ブラック・ダリア コレクターズ・エディション 2枚組 [DVD]

 俺とエルロイ、エルロイと俺。俺の中でハードボイルドといえばジェイムズ・エルロイが基準であって、エルロイの前にエルロイなく、エルロイのあとにエルロイなし、というのは、俺の読書量が少ないためだ。ただ、エルロイの作品はロイド・ホプキンスからL.A.四部作、近作三作くらいを除いて読める物は読んでいる。エルロイが好きなのだ。
 ……なのだけれど、小説『ブラック・ダリア』を読んだのはいつのことだっけ。若いころは読んだり観たりして、印象に残った作品は確固たるものとして、自分の中にあり続ける感じがあった。しかし、どうだろう経年劣化、最初の最初にエルロイに触れた『ブラックダリア』、「インパクトがあった」とは言えても、内容についてはスコーンと抜けてしまっている。まあ、そういうものだろう。たぶん、きっと。
 というわけで、映画版。はっきりいって、このところはサイバーパンクやSF方面に気持ちが行ってるので、それほど「観たい!」って意欲が高まっていたわけではない。

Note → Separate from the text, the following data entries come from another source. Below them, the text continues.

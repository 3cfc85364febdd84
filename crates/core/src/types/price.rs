//! Money amounts using decimal arithmetic.

use rust_decimal::Decimal;
use serde::{Deserialize, Serialize};

/// An amount with currency information.
///
/// `amount` serializes as a decimal string, which is how the Storefront
/// API's `Money` scalar travels on the wire.
#[derive(Debug, Clone, Copy, PartialEq, Eq, Serialize, Deserialize)]
#[serde(rename_all = "camelCase")]
pub struct Money {
    /// Amount in the currency's standard unit (e.g., dollars, not cents).
    pub amount: Decimal,
    /// ISO 4217 currency code.
    pub currency_code: CurrencyCode,
}

impl Money {
    /// Create a new amount.
    #[must_use]
    pub const fn new(amount: Decimal, currency_code: CurrencyCode) -> Self {
        Self {
            amount,
            currency_code,
        }
    }

    /// Create an amount from minor units (e.g. cents).
    #[must_use]
    pub fn from_minor(minor: i64, currency_code: CurrencyCode) -> Self {
        Self::new(Decimal::new(minor, 2), currency_code)
    }
}

/// ISO 4217 currency codes.
#[derive(Debug, Clone, Copy, PartialEq, Eq, Hash, Serialize, Deserialize, Default)]
pub enum CurrencyCode {
    #[default]
    USD,
    CAD,
    EUR,
    GBP,
    AUD,
}

impl CurrencyCode {
    #[must_use]
    pub const fn as_str(self) -> &'static str {
        match self {
            Self::USD => "USD",
            Self::CAD => "CAD",
            Self::EUR => "EUR",
            Self::GBP => "GBP",
            Self::AUD => "AUD",
        }
    }
}
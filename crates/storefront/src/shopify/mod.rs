//! Shopify Storefront API operations for the checkout flow.
//!
//! # Architecture
//!
//! - Operations are built as typed selection trees ([`crate::graphql`]),
//!   rendered to a document only when sent
//! - Shared fragments keep every checkout-returning operation on one shape
//! - No transport here: execute the returned [`Operation`](crate::graphql::Operation)
//!   with any GraphQL-over-HTTP client
//!
//! # Operations
//!
//! ## Catalog
//! - Collections with their first page of products
//! - Further pages of products in one collection
//!
//! ## Checkout
//! - Create from cart items
//! - Update shipping address, shipping rate, email
//! - Complete with a tokenized (wallet) payment
//! - Fetch available shipping rates
//!
//! # Example
//!
//! ```rust
//! use storefront_buy::models::CartItem;
//! use storefront_buy::shopify::QueryBuilder;
//!
//! let builder = QueryBuilder::default();
//!
//! let mutation = builder
//!     .mutation_for_create_checkout(&[CartItem::new("gid://shopify/ProductVariant/1", 2)])
//!     .unwrap();
//! assert!(mutation.document().starts_with("mutation CheckoutCreate {"));
//!
//! // Undecodable identifiers are rejected before anything is built.
//! assert!(builder.query_shipping_rates_for_checkout("???").is_err());
//! ```

mod storefront;
pub mod types;

pub use storefront::{QueryBuilder, fragments, inputs};
pub use types::*;
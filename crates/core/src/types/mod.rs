//! Core types for Storefront Buy.
//!
//! This module provides type-safe wrappers for common domain concepts.

pub mod email;
pub mod id;
pub mod price;
pub mod status;

pub use email::{Email, EmailError};
pub use id::*;
pub use price::{CurrencyCode, Money};
pub use status::*;
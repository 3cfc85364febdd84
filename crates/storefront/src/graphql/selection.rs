//! Builders for fields, fragments and selection sets.

use std::fmt;
use std::sync::Arc;

use graphql_parser::Pos;
use graphql_parser::query::{FragmentSpread, Selection, TypeCondition};

use super::value::IntoInputValue;
use super::{FieldNode, FragmentNode, InlineFragmentNode, SelectionSetNode};

fn empty_set() -> SelectionSetNode {
    SelectionSetNode {
        span: (Pos::default(), Pos::default()),
        items: Vec::new(),
    }
}

/// Append `referenced` to `found`, skipping names already present.
fn merge_fragments(
    found: &mut Vec<Arc<Fragment>>,
    referenced: impl IntoIterator<Item = Arc<Fragment>>,
) {
    for fragment in referenced {
        if !found.iter().any(|f| f.name() == fragment.name()) {
            found.push(fragment);
        }
    }
}

/// Builder methods shared by everything that owns a selection set.
///
/// All methods consume `self` and hand it back, so selection trees are
/// written as a single expression and never mutated after construction.
/// Besides the AST node, every builder tracks the named fragments spread
/// anywhere below it, in first-use order.
pub trait Selectable: Sized {
    fn selection_set(&self) -> &SelectionSetNode;

    fn selection_set_mut(&mut self) -> &mut SelectionSetNode;

    /// Fragments spread anywhere below this node.
    fn fragments(&self) -> &[Arc<Fragment>];

    fn fragments_mut(&mut self) -> &mut Vec<Arc<Fragment>>;

    /// Add a leaf field.
    #[must_use]
    fn field(self, name: &'static str) -> Self {
        self.select(Field::new(name))
    }

    /// Add several leaf fields in order.
    #[must_use]
    fn fields(self, names: &[&'static str]) -> Self {
        names.iter().fold(self, |acc, &name| acc.field(name))
    }

    /// Add a field with its own arguments or sub-selection.
    #[must_use]
    fn select(mut self, field: Field) -> Self {
        let Field { node, fragments } = field;
        self.selection_set_mut().items.push(Selection::Field(node));
        merge_fragments(self.fragments_mut(), fragments);
        self
    }

    /// Spread a named fragment (`...Name`).
    #[must_use]
    fn spread(mut self, fragment: &Arc<Fragment>) -> Self {
        self.selection_set_mut()
            .items
            .push(Selection::FragmentSpread(FragmentSpread {
                position: Pos::default(),
                fragment_name: fragment.name().to_owned(),
                directives: Vec::new(),
            }));
        let nested = fragment.fragments.iter().cloned();
        merge_fragments(
            self.fragments_mut(),
            std::iter::once(Arc::clone(fragment)).chain(nested),
        );
        self
    }

    /// Add an inline fragment (`... on Type { .. }`).
    #[must_use]
    fn on(mut self, fragment: InlineFragment) -> Self {
        let InlineFragment { node, fragments } = fragment;
        self.selection_set_mut()
            .items
            .push(Selection::InlineFragment(node));
        merge_fragments(self.fragments_mut(), fragments);
        self
    }
}

/// The root selection set of an operation.
#[derive(Debug, Clone, PartialEq)]
pub struct SelectionSet {
    node: SelectionSetNode,
    fragments: Vec<Arc<Fragment>>,
}

impl Default for SelectionSet {
    fn default() -> Self {
        Self::new()
    }
}

impl SelectionSet {
    #[must_use]
    pub fn new() -> Self {
        Self {
            node: empty_set(),
            fragments: Vec::new(),
        }
    }

    pub(super) fn into_parts(self) -> (SelectionSetNode, Vec<Arc<Fragment>>) {
        (self.node, self.fragments)
    }
}

impl Selectable for SelectionSet {
    fn selection_set(&self) -> &SelectionSetNode {
        &self.node
    }

    fn selection_set_mut(&mut self) -> &mut SelectionSetNode {
        &mut self.node
    }

    fn fragments(&self) -> &[Arc<Fragment>] {
        &self.fragments
    }

    fn fragments_mut(&mut self) -> &mut Vec<Arc<Fragment>> {
        &mut self.fragments
    }
}

/// A field selection with optional arguments and sub-selection.
#[derive(Debug, Clone, PartialEq)]
pub struct Field {
    node: FieldNode,
    fragments: Vec<Arc<Fragment>>,
}

impl Field {
    #[must_use]
    pub fn new(name: &'static str) -> Self {
        Self {
            node: FieldNode {
                position: Pos::default(),
                alias: None,
                name: name.to_owned(),
                arguments: Vec::new(),
                directives: Vec::new(),
                selection_set: empty_set(),
            },
            fragments: Vec::new(),
        }
    }

    /// Add an argument.
    #[must_use]
    pub fn arg(mut self, name: &'static str, value: impl IntoInputValue) -> Self {
        self.node
            .arguments
            .push((name.to_owned(), value.into_input_value()));
        self
    }

    /// Add an argument only when a value is present.
    #[must_use]
    pub fn arg_opt<V: IntoInputValue>(self, name: &'static str, value: Option<V>) -> Self {
        match value {
            Some(value) => self.arg(name, value),
            None => self,
        }
    }

    #[must_use]
    pub const fn node(&self) -> &FieldNode {
        &self.node
    }
}

impl Selectable for Field {
    fn selection_set(&self) -> &SelectionSetNode {
        &self.node.selection_set
    }

    fn selection_set_mut(&mut self) -> &mut SelectionSetNode {
        &mut self.node.selection_set
    }

    fn fragments(&self) -> &[Arc<Fragment>] {
        &self.fragments
    }

    fn fragments_mut(&mut self) -> &mut Vec<Arc<Fragment>> {
        &mut self.fragments
    }
}

/// `... on Type { .. }` inside a selection set.
#[derive(Debug, Clone, PartialEq)]
pub struct InlineFragment {
    node: InlineFragmentNode,
    fragments: Vec<Arc<Fragment>>,
}

impl InlineFragment {
    #[must_use]
    pub fn new(type_condition: &'static str) -> Self {
        Self {
            node: InlineFragmentNode {
                position: Pos::default(),
                type_condition: Some(TypeCondition::On(type_condition.to_owned())),
                directives: Vec::new(),
                selection_set: empty_set(),
            },
            fragments: Vec::new(),
        }
    }
}

impl Selectable for InlineFragment {
    fn selection_set(&self) -> &SelectionSetNode {
        &self.node.selection_set
    }

    fn selection_set_mut(&mut self) -> &mut SelectionSetNode {
        &mut self.node.selection_set
    }

    fn fragments(&self) -> &[Arc<Fragment>] {
        &self.fragments
    }

    fn fragments_mut(&mut self) -> &mut Vec<Arc<Fragment>> {
        &mut self.fragments
    }
}

/// A named, reusable sub-selection (`fragment Name on Type { .. }`).
///
/// Build it with the [`Selectable`] methods, then wrap it in an `Arc` to
/// share it between operations.
#[derive(Debug, Clone, PartialEq)]
pub struct Fragment {
    node: FragmentNode,
    fragments: Vec<Arc<Fragment>>,
}

impl Fragment {
    #[must_use]
    pub fn new(name: &'static str, type_condition: &'static str) -> Self {
        Self {
            node: FragmentNode {
                position: Pos::default(),
                name: name.to_owned(),
                type_condition: TypeCondition::On(type_condition.to_owned()),
                directives: Vec::new(),
                selection_set: empty_set(),
            },
            fragments: Vec::new(),
        }
    }

    #[must_use]
    pub fn name(&self) -> &str {
        &self.node.name
    }

    #[must_use]
    pub fn type_condition(&self) -> &str {
        let TypeCondition::On(on) = &self.node.type_condition;
        on
    }

    #[must_use]
    pub const fn definition(&self) -> &FragmentNode {
        &self.node
    }
}

impl Selectable for Fragment {
    fn selection_set(&self) -> &SelectionSetNode {
        &self.node.selection_set
    }

    fn selection_set_mut(&mut self) -> &mut SelectionSetNode {
        &mut self.node.selection_set
    }

    fn fragments(&self) -> &[Arc<Fragment>] {
        &self.fragments
    }

    fn fragments_mut(&mut self) -> &mut Vec<Arc<Fragment>> {
        &mut self.fragments
    }
}

impl fmt::Display for Fragment {
    fn fmt(&self, f: &mut fmt::Formatter<'_>) -> fmt::Result {
        fmt::Display::fmt(&self.node, f)
    }
}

そういうわけもあってか、本編再生の前に、人物相関図があるのに気づき、まず冷静にチェック。よし、ボクサーあがりの相棒二人の名前が微妙に似てることくらいしか覚えていない。ということで、ネタバレがあったところで、原作を読んでるんだから構わんと熟読。たぶん、これが正解だった。
 俺の感想としては、映画『L.A.コンフィデンシャル』に比べたら、ずいぶんスッキリとわかりやすく作られていて、ドキドキの謎解きからラストに至るまでぐいぐい引き込まれて、こりゃあよかったな、というものだった。……世間の評価はまったく逆でした。
 しかし、そもそも映画『L.A.コンフィデンシャル』にしたって、その原作にしたって、中身スコーン状態、とくに映画版はしっかり通して観たことあっただろうか。ひょっとして、テレビで集中力無く観ただけかもしれない。などと、世間におもねるのは当たり前、俺は俺を信じたりしていない。
 もちろん、おもねりながら言うのだけれど、この映画にしたって不足な点はある。エルロイ独特の、巻き込まれて、積み重なって、逃げ場もなく、追い詰められて、脳がチリチリとしてくるような中でも、這いずって、這い回って、血や汗や精液まみれになりながらの、そういう感じ。こればっかりは、小説のボリュームが為すところもあるのだろう、とか。
 つーか、でも、エルロイ・ブーム再到来かもしれない。あまりに独特の文体(『ホワイト・ジャズ』とは別の意味で)に引っかかって読みさしになっている『獣どもの街』を再読しようかな。あと、やっぱり『L.A』のDVDも借りてみなきゃな。よし、それでいこう。
 あと、スカーレット・ヨハンソンには乳を晒してもらいたいと思った。ヒラリー・スワンクは素敵だった。ブラック・ダリア役の人のポルノ・シーンで張り型ブッ差されるところの、歪んで醜い表情はすごいと思った。以上。